Num jogo absolutamente lúdico, somos capazes de manejar alguma espécie de bússola, com feição diversa. Nessa nova condição, nos tornamos senhores de novos movimentos e percepções. No entanto, cuidado. Esse instrumento sensível pode confundir as direções das vagas no meio de uma tempestade, encobrindo a verdadeira vontade humana. Mergulhados nas aparências, chegam até nós as surpresas e os encantamentos, como chegaram até Ulysses os cantos durante a travessia. E tal assombro pode ser revelador ou simplesmente fatal.

Mundo que segue, não é difícil qualificar como uma experiência superior os sentimentos encontrados nas fibras internas daquelas construções literárias e teatrais, mesmo quando entendidas como as mais perversas e ignóbeis, semeaduras da cólera e do ódio. E, ao fazermos a incursão por aquela dimensão simbólica, somos levados a procurar o sentido ou a ausência de sentido da experiência humana.

Com qual objetivo tudo isso? – voltará a um ponto de retorno o nosso infatigável leitor. De algum modo, ao nos virarmos para esse problema, valendo-nos de uma curiosidade que não conseguimos aplacar, procuramos, com maior ou menor consciência, tentar desvendar algumas dimensões veladas, escondidas, escamoteadas, cuja força celebra algum tipo de conhecimento superior. O mal precisa ser re-conhecido.

Fundamentalmente, aceitamos o difícil hábito de nos deixar impactar, sobressaltar mesmo, pelas manifestações mais terríveis. E com elas, próximo a elas, somos tentados a entender o que a simples colocação de uma máscara na expressão do outro o transforma inexoravelmente. Às vezes, enquanto expressão de poder, em outras, como inapelável submissão à condição de servilismo. Em outras, as duas formas conjuminadas.
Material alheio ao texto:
impl TowerKind {
    /// Every tower kind in catalogue order.
    pub const ALL: [TowerKind; 10] = [
        Self::Ice,
        Self::Fire,
        Self::Stone,
        Self::Wind,
        Self::Water,
        Self::FrozenEarth,
        Self::ColdAir,
        Self::Iron,
        Self::HotWind,
        Self::Sand,
    ];

    /// Base damage dealt per projectile at level one.
    #[must_use]
    pub const fn damage(self) -> f32 {
        match self {
            Self::Ice => 20.0,
            Self::Fire => 40.0,
            Self::Stone => 100.0,
            Self::Wind => 16.0,
            Self::Water | Self::Sand => 35.0,
            Self::FrozenEarth => 45.0,
            Self::ColdAir => 25.0,
            Self::Iron => 50.0,
            Self::HotWind => 30.0,
        }
    }

    /// Base targeting radius measured in world units.
    #[must_use]
    pub const fn range(self) -> f32 {
        match self {
            Self::Ice | Self::Fire | Self::Water => 80.0,
            Self::Stone => 50.0,
            Self::Wind => 160.0,
            Self::FrozenEarth | Self::Iron | Self::Sand => 60.0,
            Self::ColdAir => 120.0,
            Self::HotWind => 100.0,
        }
    }

    /// Base time between consecutive shots.
    #[must_use]
    pub const fn fire_interval(self) -> Duration {
        match self {
            Self::Ice | Self::Sand => Duration::from_millis(1000),
            Self::Fire => Duration::from_millis(800),
            Self::Stone => Duration::from_millis(6000),
            Self::Wind => Duration::from_millis(400),
            Self::Water => Duration::from_millis(900),
            Self::FrozenEarth => Duration::from_millis(1500),
            Self::ColdAir => Duration::from_millis(600),
            Self::Iron => Duration::from_millis(1200),
            Self::HotWind => Duration::from_millis(500),
        }
    }

    /// Gold charged to place the tower or to synthesize it.
    #[must_use]
    pub const fn cost(self) -> u32 {
        match self {
            Self::Ice => 50,
            Self::Fire => 100,
            Self::Stone | Self::Wind => 150,
            Self::Water => 200,
            Self::FrozenEarth | Self::ColdAir | Self::Sand => 225,
            Self::Iron => 300,
            Self::HotWind => 275,
        }
    }

    /// Maximum structural health of the tower.
    #[must_use]
    pub const fn max_health(self) -> u32 {
        match self {
            Self::Ice | Self::Fire | Self::Wind => 100,
            Self::Stone | Self::Water | Self::ColdAir | Self::HotWind => 150,
            Self::FrozenEarth | Self::Iron | Self::Sand => 200,
        }
    }

    /// Maximum barrier that absorbs damage before health.
    #[must_use]
    pub const fn max_barrier(self) -> u32 {
        match self {
            Self::Ice | Self::Fire | Self::Wind => 0,
            Self::Stone | Self::Water | Self::ColdAir | Self::HotWind => 50,
            Self::FrozenEarth | Self::Iron | Self::Sand => 100,
        }
    }

    /// Status effects applied to every enemy struck by the tower.
    #[must_use]
    pub const fn effects(self) -> &'static [TowerEffect] {
        match self {
            Self::Ice => ICE_EFFECTS,
            Self::Fire => FIRE_EFFECTS,
            Self::Stone => STONE_EFFECTS,
            Self::Wind => WIND_EFFECTS,
            Self::Water => WATER_EFFECTS,
            Self::FrozenEarth => FROZEN_EARTH_EFFECTS,
            Self::ColdAir => COLD_AIR_EFFECTS,
            Self::Iron => IRON_EFFECTS,
            Self::HotWind => HOT_WIND_EFFECTS,
            Self::Sand => SAND_EFFECTS,
        }
    }

    /// Reports whether the kind can be bought directly rather than synthesized.
    #[must_use]
    pub const fn is_purchasable(self) -> bool {
        matches!(self, Self::Ice | Self::Fire | Self::Stone | Self::Wind)
    }

    /// Looks up the kind produced by synthesizing two towers.
    ///
    /// The recipe table is unordered: `Fire` with `Ice` yields the same result
    /// as `Ice` with `Fire`. Pairs of identical kinds and pairs involving a
    /// synthesized kind have no recipe.
    #[must_use]
    pub fn synthesis_result(self, other: TowerKind) -> Option<TowerKind> {
        let (low, high) = if self <= other {
            (self, other)
        } else {
            (other, self)
        };
        match (low, high) {
            (Self::Ice, Self::Fire) => Some(Self::Water),
            (Self::Ice, Self::Stone) => Some(Self::FrozenEarth),
            (Self::Ice, Self::Wind) => Some(Self::ColdAir),
            (Self::Fire, Self::Stone) => Some(Self::Iron),
            (Self::Fire, Self::Wind) => Some(Self::HotWind),
            (Self::Stone, Self::Wind) => Some(Self::Sand),
            _ => None,
        }
    }

    /// Canonical name of the kind as used in level and layout files.
    #[must_use]
    pub const fn name(self) -> &'static str {
        match self {
            Self::Ice => "ice",
            Self::Fire => "fire",
            Self::Stone => "stone",
            Self::Wind => "wind",
            Self::Water => "water",
            Self::FrozenEarth => "frozenEarth",
            Self::ColdAir => "coldAir",
            Self::Iron => "iron",
            Self::HotWind => "hotWind",
            Self::Sand => "sand",
        }
    }
}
Mas não fiquemos somente nisso. Uma experiência dessa natureza – chegar próximo das motivações mais complexas de seres ficcionais – nos faz entender melhor em relação àquele que se apresenta como um estranho. E, de algum modo, paradoxalmente, tem-se aí também uma porta de entrada para si mesmo.

Algumas daquelas personas, feito máscaras construídas por mãos capazes de esculpir com todo o esmero um ríctus de estranha perversidade – aonde nos conduziriam? Pois bem, diria a leitora preocupada em entender o espírito humano, que tais personas surgiram curiosamente já imbuídas de uma confrontação categórica. Que tipo de confrontação? – me aproximo para entender melhor.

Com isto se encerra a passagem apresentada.